Los tribunales franceses revocaron una prohibición inédita impuesta por la policía de París sobre una reunión religiosa musulmana de cuatro días, considerando insuficiente el argumento de amenaza para la seguridad. La policía alegó que el evento podría ser blanco de terrorismo debido a su magnitud. La decisión judicial revela profundas tensiones entre libertades civiles y políticas antiterroristas en Francia.
Esta prohibición reflejaba el temor de las autoridades parisinas a ataques extremistas en eventos religiosos masivos tras varios atentados recientes. El fallo generó un intenso debate sobre la necesidad de equilibrar la seguridad pública con el derecho constitucional de reunión religiosa. Líderes musulmanes denunciaron la prohibición como discriminatoria y atentatoria a la libertad de culto.
Estratégicamente, la resolución representa un retroceso frente a modelos de gobernanza securitizados que priorizan la prevención antiterrorista sobre las libertades civiles. Señala límites judiciales a prohibiciones preventivas basadas en riesgos no concretos y podría animar a eventos similares en Europa. Este fallo complica la gestión de la cohesión social en ciudades europeas vulnerables al terrorismo.
En términos operativos, el evento estaba previsto para atraer a miles en París con protocolos de seguridad y salud planeados.

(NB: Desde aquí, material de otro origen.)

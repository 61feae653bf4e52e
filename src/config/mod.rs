//! Configuration module for cksmell
//!
//! This module handles:
//! - Scan settings (extension, size cap, decoding, walking)
//! - Rule threshold and severity overrides
//! - Output shaping

mod scan_config;

pub use scan_config::{
    load_config_file, load_scan_config, normalize_rule_name, ExcludeConfig, OutputSettings,
    RuleOverride, ScanConfig, ScanSettings, ThresholdValue, CONFIG_FILE_NAMES,
    DEFAULT_MAX_FILE_BYTES,
};
//! Coupling surrogates: CBO, TCC, ATFD and DIT
//!
//! All four work on the raw unit text. Comments and string literals are not
//! excluded, so identifiers mentioned there are counted too.

use super::patterns;
use rustc_hash::FxHashSet;

/// Primitive-adjacent and runtime type names never counted as coupling
pub const BUILTIN_TYPES: &[&str] = &[
    "int",
    "long",
    "double",
    "float",
    "boolean",
    "char",
    "byte",
    "short",
    "void",
    "String",
    "Object",
    "System",
    "Math",
    "Integer",
    "Long",
    "Double",
    "Float",
    "Boolean",
    "Comparable",
    "Iterable",
    "Exception",
    "RuntimeException",
];

/// Call receivers that never count as external collaborators
pub const IGNORED_RECEIVERS: &[&str] = &["this", "System", "Math", "super"];

/// Distinct capitalized identifiers, minus built-ins and the class itself
pub fn coupling_between_objects(source: &str, class_name: &str) -> usize {
    patterns::type_name()
        .captures_iter(source)
        .filter_map(|c| c.get(1).map(|m| m.as_str()))
        .filter(|name| *name != class_name && !BUILTIN_TYPES.contains(name))
        .collect::<FxHashSet<_>>()
        .len()
}

/// Distinct receivers of `receiver.method(` call expressions
pub fn distinct_call_receivers(source: &str, class_name: &str) -> usize {
    patterns::call_receiver()
        .captures_iter(source)
        .filter_map(|c| c.get(1).map(|m| m.as_str()))
        .filter(|recv| *recv != class_name && !IGNORED_RECEIVERS.contains(recv))
        .collect::<FxHashSet<_>>()
        .len()
}

/// Getter/setter call sites on receivers not starting with `this`
pub fn foreign_data_accesses(source: &str) -> usize {
    patterns::accessor_call()
        .captures_iter(source)
        .filter(|c| {
            c.get(1)
                .map(|recv| !recv.as_str().starts_with("this"))
                .unwrap_or(false)
        })
        .count()
}

/// 1 when an `extends` clause appears anywhere, else 0
pub fn inheritance_depth(source: &str) -> usize {
    usize::from(patterns::extends().is_match(source))
}

#[cfg(test)]
mod tests {
    use super::*;

    #[test]
    fn test_cbo_excludes_builtins_and_self() {
        let src = "public class Order { Customer c; String s; List<Item> items; Order copy; Integer n; }";
        // Customer, List, Item
        assert_eq!(coupling_between_objects(src, "Order"), 3);
    }

    #[test]
    fn test_cbo_counts_repeats_once_and_ignores_single_letters() {
        let src = "Map<K, V> a; Map b; X y;";
        assert_eq!(coupling_between_objects(src, "Other"), 1);
    }

    #[test]
    fn test_tcc_receivers() {
        let src = "this.run(); super.init(); System.out.println(x); Math.max(1, 2); \
                   repo.save(o); repo.load(); cache.get(k); Self.make(); Helper.now();";
        // repo, cache, Helper ("out" is a receiver of println)
        assert_eq!(distinct_call_receivers(src, "Self"), 4);
    }

    #[test]
    fn test_atfd_skips_this_receivers() {
        let src = "int a = other.getA(); this.setB(1); thisOne.getC(); o.setD(2); o.getD(); o.compute();";
        assert_eq!(foreign_data_accesses(src), 3);
    }

    #[test]
    fn test_atfd_chained_receiver() {
        // After `this.getA` fails to be a call, `getA.getB(` is the match
        assert_eq!(foreign_data_accesses("this.getA.getB();"), 1);
    }

    #[test]
    fn test_dit_is_binary() {
        assert_eq!(inheritance_depth("class A extends B {}"), 1);
        assert_eq!(inheritance_depth("class A implements B {}"), 0);
        assert_eq!(inheritance_depth("class A extends B, C extends D {}"), 1);
    }
}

La policía temía ataques con explosivos o armas. El tribunal concluyó que las medidas antiterroristas existentes eran adecuadas y rechazó prohibiciones preventivas sin evidencia de amenaza concreta.
De cara al futuro, las autoridades europeas deberán manejar el desafío de garantizar libertades religiosas y seguridad pública. Esta sentencia podría motivar a otros tribunales a revisar prohibiciones de emergencia, impactando la organización de eventos religiosos musulmanes en contexto de amenazas terroristas globales. Reafirma el papel del poder judicial frente al exceso de restricciones antiterroristas sobre derechos minoritarios.